# Breakfast time



## Lovebirds (Sep 6, 2002)

Had the camera handy this AM when feeding and snapped a couple of pics.


----------



## AZfiddler_1996 (Jul 13, 2005)

lol How cute! Where are their heads?! 
Alice


----------



## Skyeking (Jan 17, 2003)

What wonderful pictures and great dining room! I can imagine the noise, as it is quite noisy at breakfast time with my42 birds.


----------



## mr squeaks (Apr 14, 2005)

GREAT PICTURES, Lovebirds!!

Reminds me of some of our HUMAN restaurants out here!! ROFL


----------



## Pigeonpal2002 (Jul 27, 2002)

Hi Renee, 

Great photos, I love to see so many pigeons together with so many colour variations eating Your birds are all very beautiful and robust looking.


----------



## Pete Jasinski (Jan 2, 2005)

I've died and gone to pigeon heaven! Just let me loose in you loft for a few minutes and not one pidge will go unmolested, I'll be sure each one gets a scritch and a kiss...if they liked it or not


----------



## pdpbison (Mar 15, 2005)

Wow!


Thats quite a bunch..!


Lotsa Wings!

Phil
Las Vegas


----------



## Lovebirds (Sep 6, 2002)

Pete Jasinski said:


> I've died and gone to pigeon heaven! Just let me loose in you loft for a few minutes and not one pidge will go unmolested, I'll be sure each one gets a scritch and a kiss...if they liked it or not


I'll let you loose in my loft.....but only armed with a scraper (in each hand)........ Besides that, it would be a hoot to see you in there trying to catch those little buggers just to give them a kiss.........


----------



## Garye (Feb 20, 2005)

Reminds me of a boarding school or a cafeteria. All the students or kids lining up for breakfast. It's funny to see them like that but it's a great way to feed so many birds at once.


----------



## Pete Jasinski (Jan 2, 2005)

Lovebirds said:


> I'll let you loose in my loft.....but only armed with a scraper (in each hand)........ Besides that, it would be a hoot to see you in there trying to catch those little buggers just to give them a kiss.........
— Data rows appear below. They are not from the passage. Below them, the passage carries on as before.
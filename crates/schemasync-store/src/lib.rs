//! schemasync store - reference adapters for the provider/writer contracts
//!
//! Provides:
//! - Snapshot files (YAML/JSON, format v1) as a read-only provider
//! - A directory-backed store, one definition file per object, atomic writes
//! - An in-memory store for dry runs and tests

pub mod errors;
pub mod fs;
pub mod memory;
pub mod snapshot_file;
pub mod validation;

// Re-export key types
pub use errors::Result;
pub use fs::FsSchemaStore;
pub use memory::MemoryStore;
pub use snapshot_file::{FileFormat, SnapshotFile};
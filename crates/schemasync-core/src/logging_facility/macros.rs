//! Operation boundary macros
//!
//! Every operation logs one start event and exactly one terminal event
//! (`end`, `end_error` or `cancelled`), all tagged with `component` and `op`.

/// Log the start of an operation
///
/// ```
/// # use schemasync_core::log_op_start;
/// log_op_start!("compare");
/// log_op_start!("apply_difference", object_name = "Events", index = 0);
/// ```
#[macro_export]
macro_rules! log_op_start {
    ($op:expr) => {
        tracing::info!(
            component = module_path!(),
            op = $op,
            event = $crate::__core_types::schema::EVENT_START,
        );
    };
    ($op:expr, $($field:tt)*) => {
        tracing::info!(
            component = module_path!(),
            op = $op,
            event = $crate::__core_types::schema::EVENT_START,
            $($field)*
        );
    };
}

/// Log the successful end of an operation
///
/// ```
/// # use schemasync_core::log_op_end;
/// log_op_end!("compare", duration_ms = 42);
/// log_op_end!("apply_differences", duration_ms = 42, applied = 3);
/// ```
#[macro_export]
macro_rules! log_op_end {
    ($op:expr, duration_ms = $duration:expr) => {
        tracing::info!(
            component = module_path!(),
            op = $op,
            event = $crate::__core_types::schema::EVENT_END,
            duration_ms = $duration,
        );
    };
    ($op:expr, duration_ms = $duration:expr, $($field:tt)*) => {
        tracing::info!(
            component = module_path!(),
            op = $op,
            event = $crate::__core_types::schema::EVENT_END,
            duration_ms = $duration,
            $($field)*
        );
    };
}

/// Log an operation failure
///
/// `$err` is anything convertible into `ExError`; its kind and stable code
/// are emitted as `err.kind` and `err.code`.
///
/// ```
/// # use schemasync_core::log_op_error;
/// # use schemasync_core::errors::{ExError, ExErrorKind};
/// let err = ExError::new(ExErrorKind::Timeout);
/// log_op_error!("load_snapshot", err, duration_ms = 10);
/// ```
#[macro_export]
macro_rules! log_op_error {
    ($op:expr, $err:expr, duration_ms = $duration:expr) => {{
        let ex_err: $crate::errors::ExError = $err.into();
        tracing::error!(
            component = module_path!(),
            op = $op,
            event = $crate::__core_types::schema::EVENT_END_ERROR,
            duration_ms = $duration,
            err.kind = ?ex_err.kind(),
            err.code = ex_err.code(),
            message = %ex_err.full_message(),
        );
    }};
    ($op:expr, $err:expr, duration_ms = $duration:expr, $($field:tt)*) => {{
        let ex_err: $crate::errors::ExError = $err.into();
        tracing::error!(
            component = module_path!(),
            op = $op,
            event = $crate::__core_types::schema::EVENT_END_ERROR,
            duration_ms = $duration,
            err.kind = ?ex_err.kind(),
            err.code = ex_err.code(),
            message = %ex_err.full_message(),
            $($field)*
        );
    }};
}

/// Log that an operation stopped because cancellation was requested
///
/// ```
/// # use schemasync_core::log_op_cancelled;
/// log_op_cancelled!("apply_differences", duration_ms = 7, applied = 1);
/// ```
#[macro_export]
macro_rules! log_op_cancelled {
    ($op:expr, duration_ms = $duration:expr) => {
        tracing::warn!(
            component = module_path!(),
            op = $op,
            event = $crate::__core_types::schema::EVENT_CANCELLED,
            duration_ms = $duration,
        );
    };
    ($op:expr, duration_ms = $duration:expr, $($field:tt)*) => {
        tracing::warn!(
            component = module_path!(),
            op = $op,
            event = $crate::__core_types::schema::EVENT_CANCELLED,
            duration_ms = $duration,
            $($field)*
        );
    };
}
//! Atomic write primitives
//!
//! Uses temp→rename so readers never observe a partial definition file

use std::path::{Path, PathBuf};

use uuid::Uuid;

use crate::errors::{io_error, Result};

const OP_ATOMIC_WRITE: &str = "atomic_write";

/// Hidden temp file next to `target`; listings skip dot-files
fn temp_path_for(target: &Path) -> PathBuf {
    let file_name = target
        .file_name()
        .map(|n| n.to_string_lossy().into_owned())
        .unwrap_or_default();
    let temp_name = format!(".{}.{}.tmp", file_name, Uuid::new_v4().simple());
    match target.parent() {
        Some(parent) => parent.join(temp_name),
        None => PathBuf::from(temp_name),
    }
}

/// Atomically replace `target_path` with `content`
///
/// Creates missing parent directories. On failure the temp file is removed
/// and the previous content of `target_path`, if any, is left intact.
///
/// # Errors
///
/// IO failures mapped by [`io_error`].
pub async fn atomic_write(target_path: &Path, content: &[u8]) -> Result<()> {
    if let Some(parent) = target_path.parent() {
        tokio::fs::create_dir_all(parent)
            .await
            .map_err(|e| io_error(OP_ATOMIC_WRITE, parent, e))?;
    }

    let temp_path = temp_path_for(target_path);

    if let Err(e) = tokio::fs::write(&temp_path, content).await {
        tokio::fs::remove_file(&temp_path).await.ok();
        return Err(io_error(OP_ATOMIC_WRITE, &temp_path, e));
    }

    if let Err(e) = tokio::fs::rename(&temp_path, target_path).await {
        tokio::fs::remove_file(&temp_path).await.ok();
        return Err(io_error(OP_ATOMIC_WRITE, target_path, e));
    }

    Ok(())
}
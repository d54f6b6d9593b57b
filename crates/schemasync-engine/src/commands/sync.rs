//! Compare, select, and reconcile in one run

use schemasync_core::contracts::{SchemaWriter, SnapshotProvider};
use schemasync_core::diff::SchemaDifference;
use schemasync_core::errors::SyncError;
use schemasync_core::logging_facility::run_span;
use schemasync_core::policy::SyncPolicy;
use schemasync_core_types::RunContext;
use tokio_util::sync::CancellationToken;
use tracing::Instrument;

use crate::commands::compare::{compare, Comparison};
use crate::commands::reconcile::apply_differences;
use crate::commands::report::SyncReport;
use crate::commands::select::Selection;

#[derive(Debug, Clone)]
pub struct SyncOutcome {
    pub comparison: Comparison,
    /// The differences handed to the driver
    pub selected: Vec<SchemaDifference>,
    pub report: SyncReport,
}

/// Compare `source` with `target`, keep the `selection`, apply it via `writer`
///
/// All events of the run carry the run id of `ctx`.
///
/// # Errors
///
/// Any [`SyncError`] from [`compare`] or [`apply_differences`].
pub async fn sync(
    ctx: &RunContext,
    source: &dyn SnapshotProvider,
    target: &dyn SnapshotProvider,
    writer: &dyn SchemaWriter,
    selection: &Selection,
    policy: &SyncPolicy,
    cancel: &CancellationToken,
) -> Result<SyncOutcome, SyncError> {
    async move {
        let comparison = compare(source, target).await?;
        let selected = selection.apply(&comparison.differences);
        let report = apply_differences(&selected, writer, policy, cancel).await?;
        Ok(SyncOutcome {
            comparison,
            selected,
            report,
        })
    }
    .instrument(run_span(ctx))
    .await
}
 I don't remember volunteering for the poop patrol but so be it, I'll gladley scoop poop to corral those lil beauties for some loving'


----------



## mr squeaks (Apr 14, 2005)

Pete Jasinski said:


> I don't remember volunteering for the poop patrol but so be it, I'll gladley scoop poop to corral those lil beauties for some loving'



Woo Hoo...now, THAT would be a sight! A video would be great! The Great Pigeon Corral Complete With Pooper Scoopers!

"Here, pijie, pijie, just a little scratchie and kissie! Just let me get these -oof - pant - poops first! Ooooh, don't fly away, I just want to give you a *little* lovin'....please? Darn, more poops!" *sigh*


----------



## Pete Jasinski (Jan 2, 2005)

mr squeaks said:


> Woo Hoo...now, THAT would be a sight! A video would be great! The Great Pigeon Corral Complete With Pooper Scoopers!
> 
> "Here, pijie, pijie, just a little scratchie and kissie! Just let me get these -oof - pant - poops first! Ooooh, don't fly away, I just want to give you a *little* lovin'....please? Darn, more poops!" *sigh*


HEHEHEHEHE, I'm game! I'll even wear my cowboy hat and gunbelt complete with my quick draw pooper scoopers. 
Ok Black Bart, now you get yours! NOOOOOO...you'll scoop you eye out kid
OH!..... buy the way


----------



## mr squeaks (Apr 14, 2005)

Pete Jasinski said:


> HEHEHEHEHE, I'm game! I'll even wear my cowboy hat and gunbelt complete with my quick draw pooper scoopers.
> Ok Black Bart, now you get yours! NOOOOOO...you'll scoop you eye out kid
> OH!..... buy the way


May I also suggest "boots?" You may be ankle deep in - ah - poop!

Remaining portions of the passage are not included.